Perhaps I will stay another day or so, forget about the churches and just soak
up a bit of rural Ethiopia just for fun. Asking back at the tourist office to
tell them about my abject failure this morning I ask about visiting another
churches west of Wukro – tomorrow is market day and transport will be heading
past there? “Yes but only a 50/50 chance of getting transport back” so I weigh
it up and decide that I can do without the stress especially as this church is
reputed to be unfriendly to tourists so spend the afternoon to revisit Chirkos
church, this time paying the admission to enter and admire ancient, faded
frescoes, watch the fervent adorations of young and old as they sing, chant and
pray for hours on end. The priest is
very friendly again, feeding me something that that I give away to the begging
kids outside the church gates.

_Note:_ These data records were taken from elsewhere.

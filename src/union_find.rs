// SPDX-License-Identifier: Apache-2.0

//! Union-find over theory variables with LIFO unmerge.
//!
//! Union is by size with no path compression, so the most recent union can
//! be reversed exactly. Each class also keeps its members on a circular
//! `next` ring so propagation can visit siblings.

use crate::var_store::TheoryVar;

/// How a pending union will be applied: `child` is the root that stops
/// being one, `root` survives. `v_root`/`v_child` are the originally
/// requested variables on each side.
#[derive(Debug, Clone, Copy, PartialEq, Eq)]
pub struct MergePlan {
    pub root: TheoryVar,
    pub child: TheoryVar,
    pub v_root: TheoryVar,
    pub v_child: TheoryVar,
}

#[derive(Debug, Default)]
pub struct UnionFind {
    find: Vec<TheoryVar>,
    size: Vec<u32>,
    next: Vec<TheoryVar>,
}

impl UnionFind {
    pub fn mk_var(&mut self) -> TheoryVar {
        let v = TheoryVar(self.find.len() as u32);
        self.find.push(v);
        self.size.push(1);
        self.next.push(v);
        v
    }

    pub fn num_vars(&self) -> usize {
        self.find.len()
    }

    pub fn find(&self, mut v: TheoryVar) -> TheoryVar {
        while self.find[v.index()] != v {
            v = self.find[v.index()];
        }
        v
    }

    pub fn is_root(&self, v: TheoryVar) -> bool {
        self.find[v.index()] == v
    }

    pub fn next(&self, v: TheoryVar) -> TheoryVar {
        self.next[v.index()]
    }

    pub fn class_size(&self, v: TheoryVar) -> u32 {
        self.size[self.find(v).index()]
    }

    /// Members of `v`'s class, starting with `v`.
    pub fn class_members(&self, v: TheoryVar) -> Vec<TheoryVar> {
        let mut members = vec![v];
        let mut curr = self.next(v);
        while curr != v {
            members.push(curr);
            curr = self.next(curr);
        }
        members
    }

    /// Decides which root survives a union of `v1` and `v2`; `None` when
    /// they are already in one class. The larger class keeps its root.
    pub fn plan_merge(&self, v1: TheoryVar, v2: TheoryVar) -> Option<MergePlan> {
        let (mut r1, mut r2) = (self.find(v1), self.find(v2));
        if r1 == r2 {
            return None;
        }
        let (mut v1, mut v2) = (v1, v2);
        if self.size[r1.index()] > self.size[r2.index()] {
            std::mem::swap(&mut r1, &mut r2);
            std::mem::swap(&mut v1, &mut v2);
        }
        Some(MergePlan {
            root: r2,
            child: r1,
            v_root: v2,
            v_child: v1,
        })
    }

    /// Applies a planned union. The caller records `plan.child` so the
    /// union can later be reversed with [`UnionFind::unmerge`].
    pub fn union(&mut self, plan: &MergePlan) {
        let (child, root) = (plan.child, plan.root);
        debug_assert!(self.is_root(child) && self.is_root(root));
        self.find[child.index()] = root;
        self.size[root.index()] += self.size[child.index()];
        self.next.swap(child.index(), root.index());
    }

    /// Reverses the union that made `child` a non-root; returns the root it
    /// was merged into. Must be called in LIFO order.
    pub fn unmerge(&mut self, child: TheoryVar) -> TheoryVar {
        let root = self.find[child.index()];
        debug_assert!(root != child, "{} was never merged", child);
        self.size[root.index()] -= self.size[child.index()];
        self.find[child.index()] = child;
        self.next.swap(child.index(), root.index());
        root
    }

    pub fn shrink(&mut self, num_vars: usize) {
        self.find.truncate(num_vars);
        self.size.truncate(num_vars);
        self.next.truncate(num_vars);
    }
}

Relaxing afternoon with polite children with big
wide smiles, who are excited to shake hands with me. Some school kids are a bit
silly and one boy comes up asking for pen with a pen in his hand. At least the
demands for money have stopped and I am feeling relaxed and ready for more
travel on the tourist trail again.
PS A common question
I am asked is “how is the air conditioning here in Ethiopia?” Huh? I now know
they are asking me if the weather is to my liking!